Work item: Go through the entries below and count the lines holding the word "Failed". Reply with only the number, please.

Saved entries
BEGIN

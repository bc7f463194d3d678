use ratatui::{
    layout::{Constraint, Flex, Layout, Rect},
    style::{Color, Style, Stylize},
    text::{Line, Span},
    widgets::{Block, BorderType, Borders, Paragraph},
    Frame,
};
use tui_dispatch::DataResource;

use super::location_header::HEADER_OVERHEAD;
use super::{Component, LocationHeader, LocationHeaderProps, ERROR_ICON};
use crate::action::Action;
use crate::icons;
use crate::state::{
    capitalize_words, format_temperature, format_wind, AppState, WeatherResult,
};

/// Everything below the search bar: an exhaustive match on the lookup state.
pub struct WeatherPanel;

pub struct WeatherPanelProps<'a> {
    pub state: &'a AppState,
}

const HEADER_CAP: u16 = 6 + HEADER_OVERHEAD;
const CARD_HEIGHT: u16 = 4;

const SPINNER_FRAMES: [&str; 10] = ["⠋", "⠙", "⠹", "⠸", "⠼", "⠴", "⠦", "⠧", "⠇", "⠏"];
const SPINNER_TICKS_PER_FRAME: u32 = 6;

impl Component<Action> for WeatherPanel {
    type Props<'a> = WeatherPanelProps<'a>;

    fn render(&mut self, frame: &mut Frame, area: Rect, props: Self::Props<'_>) {
        let state = props.state;
        match &state.weather {
            DataResource::Loaded(result) => render_loaded(frame, area, state, result),
            DataResource::Loading => render_loading(frame, area, state),
            DataResource::Failed(error) => render_error(frame, area, error),
            DataResource::Empty => render_idle(frame, area, state),
        }
    }
}

fn render_header(frame: &mut Frame, area: Rect, state: &AppState, subtitle: Option<&str>) {
    let mut header = LocationHeader;
    header.render(
        frame,
        area,
        LocationHeaderProps {
            title: state.header_title(),
            subtitle,
            temperature: state.weather.data().map(|w| w.main.temp),
            is_animating: state.loading_anim_active(),
            tick_count: state.tick_count,
        },
    );
}

fn render_loaded(frame: &mut Frame, area: Rect, state: &AppState, result: &WeatherResult) {
    let chunks = Layout::vertical([
        Constraint::Max(HEADER_CAP),
        Constraint::Length(1), // blank
        Constraint::Length(1), // icon + description
        Constraint::Length(1), // temperature
        Constraint::Length(1), // feels like
        Constraint::Length(1), // blank
        Constraint::Length(CARD_HEIGHT),
        Constraint::Length(1), // icon url
    ])
    .flex(Flex::Center)
    .split(area);

    let location = result.display_location();
    render_header(frame, chunks[0], state, Some(&location));

    let condition = result.primary_condition();
    let description = condition
        .map(|c| capitalize_words(&c.description))
        .unwrap_or_default();
    let emoji = icons::icon_emoji(condition.map(|c| c.icon.as_str()).unwrap_or(""));
    frame.render_widget(
        Paragraph::new(
            Line::from(vec![
                Span::raw(format!("{emoji} ")),
                Span::styled(description, Style::default().fg(Color::Gray)),
            ])
            .centered(),
        ),
        chunks[2],
    );

    frame.render_widget(
        Paragraph::new(
            Line::from(Span::styled(
                format_temperature(result.main.temp),
                Style::default().fg(temperature_color(result.main.temp)).bold(),
            ))
            .centered(),
        ),
        chunks[3],
    );

    frame.render_widget(
        Paragraph::new(
            Line::from(Span::styled(
                format!("Feels like {}", format_temperature(result.main.feels_like)),
                Style::default().fg(Color::DarkGray),
            ))
            .centered(),
        ),
        chunks[4],
    );

    let condition_main = condition.map(|c| c.main.clone()).unwrap_or_default();
    let cards = [
        ("Humidity", format!("{}%", result.main.humidity), Color::Blue),
        (
            "Pressure",
            format!("{} hPa", result.main.pressure),
            Color::Magenta,
        ),
        ("Wind Speed", format_wind(result.wind.speed), Color::Green),
        ("Condition", condition_main, Color::Yellow),
    ];
    let card_areas = Layout::horizontal([Constraint::Ratio(1, 4); 4]).split(chunks[6]);
    for ((label, value, color), card_area) in cards.into_iter().zip(card_areas.iter()) {
        render_card(frame, *card_area, label, value, color);
    }

    if let Some(url) = result.icon_url() {
        frame.render_widget(
            Paragraph::new(
                Line::from(Span::styled(url, Style::default().fg(Color::DarkGray))).centered(),
            ),
            chunks[7],
        );
    }
}

fn render_card(frame: &mut Frame, area: Rect, label: &str, value: String, color: Color) {
    let block = Block::default()
        .borders(Borders::ALL)
        .border_type(BorderType::Rounded)
        .border_style(Style::default().fg(Color::DarkGray));
    let inner = block.inner(area);
    frame.render_widget(block, area);

    let lines = vec![
        Line::from(Span::styled(value, Style::default().fg(color).bold())).centered(),
        Line::from(Span::styled(
            label.to_string(),
            Style::default().fg(Color::Gray),
        ))
        .centered(),
    ];
    frame.render_widget(Paragraph::new(lines), inner);
}

fn render_loading(frame: &mut Frame, area: Rect, state: &AppState) {
    let chunks = placeholder_layout(area);
    render_header(frame, chunks[0], state, None);

    let spinner = spinner_frame(state.tick_count);
    let line = Line::from(vec![
        Span::styled(format!("{spinner} "), Style::default().fg(Color::Cyan)),
        Span::styled("Fetching weather data", Style::default().fg(Color::DarkGray)),
    ])
    .centered();
    frame.render_widget(Paragraph::new(line), chunks[2]);
}

fn render_idle(frame: &mut Frame, area: Rect, state: &AppState) {
    let chunks = placeholder_layout(area);
    render_header(frame, chunks[0], state, None);

    let hint = Line::from(vec![
        Span::styled("Press ", Style::default().fg(Color::DarkGray)),
        Span::styled("/", Style::default().fg(Color::Cyan).bold()),
        Span::styled(" to search for a city", Style::default().fg(Color::DarkGray)),
    ])
    .centered();
    frame.render_widget(Paragraph::new(hint), chunks[2]);
}

fn render_error(frame: &mut Frame, area: Rect, error: &str) {
    let chunks = Layout::vertical([
        Constraint::Length(1), // blank
        Constraint::Length(1), // icon
        Constraint::Length(1), // "Error:"
        Constraint::Length(1), // message
        Constraint::Length(1), // blank
        Constraint::Length(1), // hint
    ])
    .flex(Flex::Center)
    .split(area);

    frame.render_widget(
        Paragraph::new(Line::from(ERROR_ICON).centered()),
        chunks[1],
    );
    frame.render_widget(
        Paragraph::new(
            Line::from(Span::styled("Error:", Style::default().fg(Color::Red).bold())).centered(),
        ),
        chunks[2],
    );
    frame.render_widget(
        Paragraph::new(
            Line::from(Span::styled(
                error.to_string(),
                Style::default().fg(Color::Rgb(200, 100, 100)),
            ))
            .centered(),
        ),
        chunks[3],
    );
    frame.render_widget(
        Paragraph::new(
            Line::from(vec![
                Span::styled("Press ", Style::default().fg(Color::DarkGray)),
                Span::styled("/", Style::default().fg(Color::Cyan).bold()),
                Span::styled(" to search again or ", Style::default().fg(Color::DarkGray)),
                Span::styled("r", Style::default().fg(Color::Cyan).bold()),
                Span::styled(" to retry", Style::default().fg(Color::DarkGray)),
            ])
            .centered(),
        ),
        chunks[5],
    );
}

fn placeholder_layout(area: Rect) -> std::rc::Rc<[Rect]> {
    Layout::vertical([
        Constraint::Max(HEADER_CAP),
        Constraint::Length(1),
        Constraint::Length(1),
    ])
    .flex(Flex::Center)
    .split(area)
}

fn spinner_frame(tick_count: u32) -> &'static str {
    let index = (tick_count / SPINNER_TICKS_PER_FRAME) as usize % SPINNER_FRAMES.len();
    SPINNER_FRAMES[index]
}

fn temperature_color(celsius: f64) -> Color {
    match celsius {
        t if t < 0.0 => Color::Rgb(150, 200, 255),
        t if t < 15.0 => Color::Rgb(100, 180, 255),
        t if t < 25.0 => Color::Rgb(100, 200, 150),
        t if t < 35.0 => Color::Rgb(255, 180, 80),
        _ => Color::Rgb(255, 80, 70),
    }
}

#[cfg(test)]
mod tests {
    use super::*;

    #[test]
    fn test_spinner_advances_every_few_ticks() {
        assert_eq!(spinner_frame(0), SPINNER_FRAMES[0]);
        assert_eq!(spinner_frame(SPINNER_TICKS_PER_FRAME - 1), SPINNER_FRAMES[0]);
        assert_eq!(spinner_frame(SPINNER_TICKS_PER_FRAME), SPINNER_FRAMES[1]);
        assert_eq!(
            spinner_frame(SPINNER_TICKS_PER_FRAME * SPINNER_FRAMES.len() as u32),
            SPINNER_FRAMES[0]
        );
    }

    #[test]
    fn test_temperature_color_bands() {
        assert_eq!(temperature_color(-5.0), Color::Rgb(150, 200, 255));
        assert_eq!(temperature_color(21.6), Color::Rgb(100, 200, 150));
        assert_eq!(temperature_color(40.0), Color::Rgb(255, 80, 70));
    }
}
//! Render snapshot tests using RenderHarness
//!
//! FRAMEWORK PATTERN: RenderHarness
//! - Create harness with terminal dimensions
//! - Render component to test buffer
//! - Convert to string for assertions

use owm_lookup::{
    components::{Component, WeatherDisplay, WeatherDisplayProps},
    state::{AppState, Condition, Readings, Sys, WeatherResult, Wind},
};
use tui_dispatch::{testing::*, DataResource};

fn render(state: &AppState, width: u16, height: u16) -> String {
    let mut render = RenderHarness::new(width, height);
    let mut component = WeatherDisplay;
    render.render_to_string_plain(|frame| {
        let props = WeatherDisplayProps {
            state,
            is_focused: true,
        };
        component.render(frame, frame.area(), props);
    })
}

fn loaded(result: WeatherResult) -> AppState {
    AppState {
        city: Some(result.name.clone()),
        weather: DataResource::Loaded(result),
        ..Default::default()
    }
}

fn reykjavik() -> WeatherResult {
    WeatherResult {
        name: "Reykjavik".into(),
        sys: Sys {
            country: "IS".into(),
        },
        weather: vec![Condition {
            main: "Rain".into(),
            description: "light rain".into(),
            icon: "10n".into(),
        }],
        main: Readings {
            temp: -2.5,
            feels_like: -7.6,
            humidity: 93.0,
            pressure: 998.0,
        },
        wind: Wind { speed: 9.5 },
    }
}

#[test]
fn test_render_loaded_panel() {
    let output = render(&loaded(reykjavik()), 80, 30);

    assert!(output.contains("Reykjavik, IS"), "location line:\n{output}");
    assert!(output.contains("Light Rain"), "capitalized description:\n{output}");
    assert!(output.contains("-2°C"), "half rounds up:\n{output}");
    assert!(output.contains("Feels like -8°C"), "feels like:\n{output}");
    assert!(output.contains("93%"), "humidity:\n{output}");
    assert!(output.contains("998 hPa"), "pressure:\n{output}");
    assert!(output.contains("10 m/s"), "wind rounded:\n{output}");
    assert!(output.contains("Condition"), "condition card:\n{output}");
    assert!(
        output.contains("openweathermap.org/img/wn/10n@2x.png"),
        "icon url:\n{output}"
    );
}

#[test]
fn test_render_loading_state() {
    let state = AppState {
        city: Some("Lima".into()),
        weather: DataResource::Loading,
        ..Default::default()
    };

    let output = render(&state, 60, 24);

    assert!(output.contains("Fetching weather data"));
    assert!(!output.contains("°C"), "no results while loading");
}

#[test]
fn test_render_error_state() {
    let state = AppState {
        weather: DataResource::Failed("Weather service responded with HTTP 500".into()),
        ..Default::default()
    };

    let output = render(&state, 60, 20);

    assert!(output.contains("Error:"), "Should show error label");
    assert!(output.contains("HTTP 500"), "Should show error message");
    assert!(output.contains("retry"), "Should show retry hint");
}

#[test]
fn test_render_initial_state() {
    let output = render(&AppState::default(), 60, 20);

    assert!(
        output.contains("to search for a city"),
        "Should show search prompt:\n{output}"
    );
}

#[test]
fn test_render_help_bar() {
    let output = render(&AppState::default(), 80, 24);

    assert!(output.contains("search"), "Should show search hint");
    assert!(output.contains("refresh"), "Should show refresh hint");
    assert!(output.contains("quit"), "Should show quit hint");
}

#[test]
fn test_render_help_bar_while_typing() {
    let state = AppState {
        search_focused: true,
        ..Default::default()
    };

    let output = render(&state, 80, 24);

    assert!(output.contains("cancel"), "Should show cancel hint");
    assert!(!output.contains("quit"), "Quit is unavailable while typing");
}

#[test]
fn test_render_without_conditions() {
    let mut result = reykjavik();
    result.weather.clear();
    result.sys.country.clear();

    let output = render(&loaded(result), 80, 30);

    assert!(output.contains("Reykjavik"));
    assert!(output.contains("-2°C"));
}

END

Expected output: 2